:: Task statement ::
The response must contain every line from the records below that has "BasePath".

Provided records Start Marker

//! File discovery and AASX package helpers.
//!
//! `discover` turns glob patterns into a sorted, filtered list of absolute
//! candidate paths. Package helpers unpack `.aasx` archives into a scratch
//! directory and locate the environment document inside.

use crate::error::{DiscoveryError, PackageError};
use glob::{glob, Pattern};
use regex::Regex;
use serde_json::Value as Json;
use std::collections::BTreeMap;
use std::fs;
use std::path::{Path, PathBuf};
use std::sync::OnceLock;
use tempfile::TempDir;
use walkdir::{DirEntry, WalkDir};

/// Directory names skipped regardless of caller excludes.
pub const ALWAYS_EXCLUDED: &[&str] = &[".git", "node_modules"];

/// Top-level array keys that mark a JSON document as an AAS environment.
pub const ENVIRONMENT_KEYS: &[&str] = &[
    "assetAdministrationShells",
    "submodels",
    "conceptDescriptions",
];

/// Canonical environment locations inside an extracted package, in order.
const CANONICAL_ENVIRONMENTS: &[&str] = &[
    "aasx/aas.json",
    "aasx/aas.xml",
    "aasx/environment.json",
    "aasx/environment.xml",
    "aas.json",
    "aas.xml",
    "environment.json",
    "environment.xml",
];

#[derive(Debug, Clone, Copy, PartialEq, Eq)]
/// Input format derived from a file extension.
pub enum FileKind {
    Package,
    Json,
    Xml,
}

impl FileKind {
    pub fn of(path: &Path) -> Option<FileKind> {
        let ext = path.extension()?.to_str()?.to_ascii_lowercase();
        match ext.as_str() {
            "aasx" => Some(FileKind::Package),
            "json" => Some(FileKind::Json),
            "xml" => Some(FileKind::Xml),
            _ => None,
        }
    }

    pub fn as_str(&self) -> &'static str {
        match self {
            FileKind::Package => "aasx",
            FileKind::Json => "json",
            FileKind::Xml => "xml",
        }
    }
}

#[derive(Debug, Clone, Default)]
pub struct DiscoverOptions {
    pub base_path: PathBuf,
    pub exclude: Vec<String>,
    pub follow_symlinks: bool,
}

/// Expand `patterns` against `opts.base_path` and return matching AAS files.
///
/// - Relative patterns are joined onto the base path.
/// - `.git` and `node_modules` are always skipped.
/// - JSON files must look like an AAS environment; other JSON is dropped.
/// - Output is deduplicated and sorted by absolute path.
pub fn discover(patterns: &[String], opts: &DiscoverOptions) -> Result<Vec<PathBuf>, DiscoveryError> {
    let base = std::path::absolute(&opts.base_path).map_err(|source| DiscoveryError::BasePath {
        path: opts.base_path.clone(),
        source,
    })?;
    let meta = fs::metadata(&base).map_err(|source| DiscoveryError::BasePath {
        path: base.clone(),
        source,
    })?;
    if !meta.is_dir() {
        return Err(DiscoveryError::BasePath {
            path: base,
            source: std::io::Error::new(std::io::ErrorKind::InvalidInput, "base path is not a directory"),
        });
    }

    let excludes = opts
        .exclude
        .iter()
        .map(|p| {
            Pattern::new(p).map_err(|source| DiscoveryError::InvalidPattern {
                pattern: p.clone(),
                source,
            })
        })
        .collect::<Result<Vec<_>, _>>()?;

    // Keyed by the path string so ordering is plain lexicographic.
    let mut found: BTreeMap<String, PathBuf> = BTreeMap::new();
    for pat in patterns {
        let pattern = if Path::new(pat).is_absolute() {
            pat.clone()
        } else {
            Path::new(&Pattern::escape(&base.to_string_lossy()))
                .join(pat)
                .to_string_lossy()
                .to_string()
        };
        let entries = glob(&pattern).map_err(|source| DiscoveryError::InvalidPattern {
            pattern: pat.clone(),
            source,
        })?;
        for entry in entries {
            let path = match entry {
                Ok(p) => p,
                Err(e) => {
                    tracing::debug!(error = %e, "skipping unreadable glob entry");
                    continue;
                }
            };
            if !accept(&path, &base, &excludes, opts.follow_symlinks) {
                continue;
            }
            found.insert(path.to_string_lossy().to_string(), path);
        }
    }
    Ok(found.into_values().collect())
}

fn accept(path: &Path, base: &Path, excludes: &[Pattern], follow_symlinks: bool) -> bool {
    let rel = path.strip_prefix(base).unwrap_or(path);
    if is_always_excluded(rel) {
        return false;
    }
    if excludes
        .iter()
        .any(|ex| ex.matches_path(rel) || ex.matches_path(path))
    {
        return false;
    }
    let meta = match fs::symlink_metadata(path) {
        Ok(m) => m,
        Err(_) => return false,
    };
    if meta.file_type().is_symlink() && !follow_symlinks {
        return false;
    }
    if !path.is_file() {
        return false;
    }
    match FileKind::of(path) {
        Some(FileKind::Json) => is_environment_json(path),
        Some(FileKind::Package) | Some(FileKind::Xml) => true,
        None => false,
    }
}

fn is_always_excluded(path: &Path) -> bool {
    path.components().any(|c| {
        c.as_os_str()
            .to_str()
            .map(|s| ALWAYS_EXCLUDED.contains(&s))
            .unwrap_or(false)
    })
}

/// Content sniff: true when the file parses as a JSON object holding at
/// least one environment array.
pub fn is_environment_json(path: &Path) -> bool {
    let data = match fs::read_to_string(path) {
        Ok(s) => s,
        Err(_) => return false,
    };
    let json: Json = match serde_json::from_str(&data) {
        Ok(v) => v,
        Err(_) => {
            tracing::debug!(path = %path.display(), "not JSON, skipping");
            return false;
        }
    };
    looks_like_environment(&json)
}

pub fn looks_like_environment(json: &Json) -> bool {
    match json {
        Json::Object(obj) => ENVIRONMENT_KEYS
            .iter()
            .any(|k| obj.get(*k).map(Json::is_array).unwrap_or(false)),
        _ => false,
    }
}

/// Extract a ZIP-based package into `dest`.
pub fn extract_package(archive: &Path, dest: &Path) -> Result<(), PackageError> {
    let file = fs::File::open(archive)?;
    let mut zip = zip::ZipArchive::new(file)?;
    fs::create_dir_all(dest)?;
    zip.extract(dest)?;
    Ok(())
}

/// Locate the environment document inside an extracted package tree.
pub fn find_environment_file(root: &Path) -> Option<PathBuf> {
    for rel in CANONICAL_ENVIRONMENTS {
        let candidate = root.join(rel);
        if candidate.is_file() {
            return Some(candidate);
        }
    }
    if let Some(p) = origin_target(root) {
        return Some(p);
    }
    WalkDir::new(root)
        .follow_links(false)
        .sort_by_file_name()
        .into_iter()
        .filter_map(Result::ok)
        .filter(|e| e.file_type().is_file())
        .map(DirEntry::into_path)
        .find(|p| {
            let rel = p.strip_prefix(root).unwrap_or(p);
            !is_opc_bookkeeping(rel)
                && matches!(FileKind::of(p), Some(FileKind::Json) | Some(FileKind::Xml))
        })
}

/// Follow the `aas-spec` relationship of the `aasx-origin` part.
fn origin_target(root: &Path) -> Option<PathBuf> {
    static REL: OnceLock<Regex> = OnceLock::new();
    let re = REL.get_or_init(|| {
        Regex::new(r#"<Relationship\b[^>]*>"#).expect("static regex")
    });
    static TARGET: OnceLock<Regex> = OnceLock::new();
    let target_re =
        TARGET.get_or_init(|| Regex::new(r#"Target\s*=\s*"([^"]+)""#).expect("static regex"));
    let rels = fs::read_to_string(root.join("aasx/_rels/aasx-origin.rels")).ok()?;
    for m in re.find_iter(&rels) {
        let tag = m.as_str();
        if !tag.contains("aas-spec") {
            continue;
        }
        let Some(target) = target_re.captures(tag).and_then(|c| c.get(1)) else {
            continue;
        };
        let target = target.as_str();
        let rel = target.trim_start_matches('/');
        let candidate = if target.starts_with('/') {
            root.join(rel)
        } else {
            root.join("aasx").join(rel)
        };
        if candidate.is_file() {
            return Some(candidate);
        }
    }
    None
}

fn is_opc_bookkeeping(rel: &Path) -> bool {
    let name = rel
        .file_name()
        .and_then(|n| n.to_str())
        .unwrap_or_default();
    name == "[Content_Types].xml"
        || name.ends_with(".rels")
        || name == "aasx-origin"
        || rel.components().any(|c| c.as_os_str() == "_rels")
}

/// A package unpacked into a scratch directory. The directory is removed
/// when this value is dropped.
pub struct ExtractedPackage {
    scratch: TempDir,
    pub environment: PathBuf,
}

impl ExtractedPackage {
    pub fn root(&self) -> &Path {
        self.scratch.path()
    }

    /// Environment path relative to the package root, `/`-separated.
    pub fn internal_path(&self) -> String {
        let rel = self
            .environment
            .strip_prefix(self.scratch.path())
            .unwrap_or(&self.environment);
        rel.components()
            .map(|c| c.as_os_str().to_string_lossy().to_string())
            .collect::<Vec<_>>()
            .join("/")
    }
}

/// Extract `archive` into a fresh scratch directory and locate its environment.
pub fn open_package(archive: &Path) -> Result<ExtractedPackage, PackageError> {
    let scratch = tempfile::Builder::new().prefix("aaslint-").tempdir()?;
    extract_package(archive, scratch.path())?;
    let environment = find_environment_file(scratch.path())
        .ok_or_else(|| PackageError::NoEnvironment(archive.to_path_buf()))?;
    Ok(ExtractedPackage {
        scratch,
        environment,
    })
}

Provided records End Marker

:: Response ::
    let base = std::path::absolute(&opts.base_path).map_err(|source| DiscoveryError::BasePath {
    let meta = fs::metadata(&base).map_err(|source| DiscoveryError::BasePath {
        return Err(DiscoveryError::BasePath {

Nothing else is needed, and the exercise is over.